See, the deal is there are a handful of people who would like to see JNS gone, but since they can't manage that they figure they will just do what they can to change it, alter it, influence it, counteract it, etc.

These are folks who can't use their real name because around the northside and around the city they have a bad reputation for something, whatever their thing might be: mortgage fraud, mishandling grant money, filing frivolous law suits and restraining orders, being a nasty slumlord and a parasitic real estate mogul, suing people illegally, being a koo-koo-klock koolaid kult member, etc - they can't use their real name so they make up fake names and leave ridiculous comments.

It's actually pretty interesting to watch them fight and resist so hard against everything they don't want to happen meaning revitalization, a public forum to air out issues, a gathering spot for revitalizers to discuss and plan and coordinate and share, etc.

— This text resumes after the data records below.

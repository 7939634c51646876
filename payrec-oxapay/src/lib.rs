#![cfg_attr(docsrs, feature(doc_auto_cfg))]

//! OxaPay merchant API adapter for the payrec reconciliation core.
//!
//! Provides the concrete [`payrec::provider::ProviderAdapter`] for the
//! OxaPay crypto gateway plus an HTTP-backed
//! [`payrec::provider::RateSource`]. Everything provider-specific —
//! endpoint shapes, the status vocabulary table, webhook payload
//! layout — lives here; the core never sees OxaPay's wire format.

pub mod adapter;
pub mod price;
pub mod types;

pub use adapter::{OxaPayAdapter, OxaPayConfig};
pub use price::HttpPriceSource;
//! HTTP price source.
//!
//! Queries a price endpoint once per invoice creation; a dead or
//! misbehaving endpoint propagates as an error so invoice creation fails
//! closed instead of guessing a stale rate.

use async_trait::async_trait;
use payrec::error::ProviderError;
use payrec::provider::RateSource;
use rust_decimal::Decimal;
use serde::Deserialize;
use url::Url;

/// Quote payload returned by the price endpoint.
#[derive(Debug, Deserialize)]
struct PriceQuote {
    price: Decimal,
}

/// [`RateSource`] backed by an HTTP price endpoint.
///
/// `GET {base}?fiat=USD&symbol=ETH` must answer
/// `{ "price": "2500.00" }` — the fiat price of one settlement unit.
#[derive(Debug, Clone)]
pub struct HttpPriceSource {
    http: reqwest::Client,
    base_url: Url,
}

impl HttpPriceSource {
    /// Creates a price source over the given endpoint.
    #[must_use]
    pub fn new(base_url: Url) -> Self {
        Self {
            http: reqwest::Client::new(),
            base_url,
        }
    }
}

#[async_trait]
impl RateSource for HttpPriceSource {
    async fn rate(
        &self,
        fiat_currency: &str,
        settlement_currency: &str,
    ) -> Result<Decimal, ProviderError> {
        let response = self
            .http
            .get(self.base_url.clone())
            .query(&[("fiat", fiat_currency), ("symbol", settlement_currency)])
            .send()
            .await
            .map_err(|err| ProviderError::Unavailable(err.to_string()))?;

        if !response.status().is_success() {
            return Err(ProviderError::Unavailable(format!(
                "price source answered {}",
                response.status()
            )));
        }

        let quote: PriceQuote = response
            .json()
            .await
            .map_err(|err| ProviderError::Malformed(err.to_string()))?;
        if quote.price <= Decimal::ZERO {
            return Err(ProviderError::Malformed(format!(
                "non-positive price {}",
                quote.price
            )));
        }
        tracing::trace!(fiat = fiat_currency, symbol = settlement_currency, price = %quote.price, "rate quoted");
        Ok(quote.price)
    }
}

The Hawthorne Hawkman said...

Comments believed to be coming from a troll have been consistently rejected. Essentially, this person is claiming that Megan is criticizing anonymous commenters for getting in our business when "getting in other people's business is what this blog is all about."

First, Megan criticized people for co-opting her identity, and then for hiding behind anonymous identities because such people have no credibility if their real identities were used.

Furthermore, this blog is all about the efforts of people who are doing everything they can to make NoMi a better place. Based on the inaccuracy of what the rejected anonymous commenter alleges and the tone and language used, further comments of that nature will not be approved.

Here's where Megan and I disagree, though. If slumlord A were to read a JNS post and honestly think, "I disagree and I think that my housing in the condition shown on this post serves an actual need for poor people," that would be a substantive (although I think wrong) view.

Slumlord A might further think, "I want to refute this point of view, but if I use my real name then JNS readers may immediately discredit what I'm articulating." That might lead this person to post a comment under a pseudonym - like Shamika, Dontrelle, Patrick, etc.

I think such a tactic is substantive, as long as the commenter sticks to the issue at hand. What we're seeing quite a bit of is both knee-jerk comments that oppose almost anything that gets posted, comments that make personal attacks towards anyone associated with JNS, and comments with language and/or information included that make it clear they are coming from known trolls.

I actually would like to approve comments under the first scenario, if they're substantive. Under the second, such comments will be rejected.

la_vie_en_rose said...

koo-koo-klock koolaid kult member

Usually the "Kool-Aid drinking" statements are saved by Republicans/conservatives for the Democratic/liberal crowd. Are you referring to them or are you poking fun at actual cults? Just out of curiosity because I'm somewhat of a liberal.

So Called Troll said...

I have had comments rejected in the past and I am not anyone you know or even care about for that matter.

Jeff, it is nice that you open to posting comments with counter points,it appears however, that you are not the one who always gets the last say so for approving comments. The others running the site appear to reject anything and everything with a counter point and are cited as trolls (if at all).

While following along and reading other comments, I am deducing that being a troll sounds like a good thing.

On a side note - who cares if there are personal attacks, the previously posted stories over the last 2 years attack people on a regular basis. What is good for the goose is good for the gander.

Why don't you all knock it off and talk about real issues like youth violence problems. Summer is coming round and we are on record pace for homicides. But I suppose phone books are a more important issue to bicker over.